Exercise goal
Transcription should be exact. Include all entries.

-=-=-

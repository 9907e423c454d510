//! Execution Context
//!
//! Carries the acting principal and a correlation id through a use case so
//! every log line of one request can be tied together.

use bson::oid::ObjectId;
use chrono::{DateTime, Utc};

#[derive(Debug, Clone)]
pub struct ExecutionContext {
    /// Unique ID for this execution
    pub execution_id: String,
    /// Email of the verified caller, or "anonymous" for public routes
    pub principal_id: String,
    pub initiated_at: DateTime<Utc>,
}

impl ExecutionContext {
    pub fn create(principal_id: impl Into<String>) -> Self {
        Self {
            execution_id: format!("exec-{}", ObjectId::new().to_hex()),
            principal_id: principal_id.into(),
            initiated_at: Utc::now(),
        }
    }

    /// Context for routes that do not require a bearer token
    pub fn anonymous() -> Self {
        Self::create("anonymous")
    }
}
//! Use Case Infrastructure
//!
//! - `UseCaseResult<T>` - result type for use case outcomes
//! - `UseCaseError` - categorized error types for consistent handling
//! - `ExecutionContext` - acting principal and execution id
//! - `Workflow` - ordered, logged multi-document writes

pub mod result;
pub mod error;
pub mod execution_context;
pub mod workflow;

pub use result::UseCaseResult;
pub use error::UseCaseError;
pub use execution_context::ExecutionContext;
pub use workflow::Workflow;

-=-=-

Your response
repository 9907e423c454d510
//! Execution Context
//!
//! Carries the acting principal and a correlation id through a use case so
//! every log line of one request can be tied together.

use bson::oid::ObjectId;
use chrono::{DateTime, Utc};

#[derive(Debug, Clone)]
pub struct ExecutionContext {
    /// Unique ID for this execution
    pub execution_id: String,
    /// Email of the verified caller, or "anonymous" for public routes
    pub principal_id: String,
    pub initiated_at: DateTime<Utc>,
}

impl ExecutionContext {
    pub fn create(principal_id: impl Into<String>) -> Self {
        Self {
            execution_id: format!("exec-{}", ObjectId::new().to_hex()),
            principal_id: principal_id.into(),
            initiated_at: Utc::now(),
        }
    }

    /// Context for routes that do not require a bearer token
    pub fn anonymous() -> Self {
        Self::create("anonymous")
    }
}
//! Use Case Infrastructure
//!
//! - `UseCaseResult<T>` - result type for use case outcomes
//! - `UseCaseError` - categorized error types for consistent handling
//! - `ExecutionContext` - acting principal and execution id
//! - `Workflow` - ordered, logged multi-document writes

pub mod result;
pub mod error;
pub mod execution_context;
pub mod workflow;

pub use result::UseCaseResult;
pub use error::UseCaseError;
pub use execution_context::ExecutionContext;
pub use workflow::Workflow;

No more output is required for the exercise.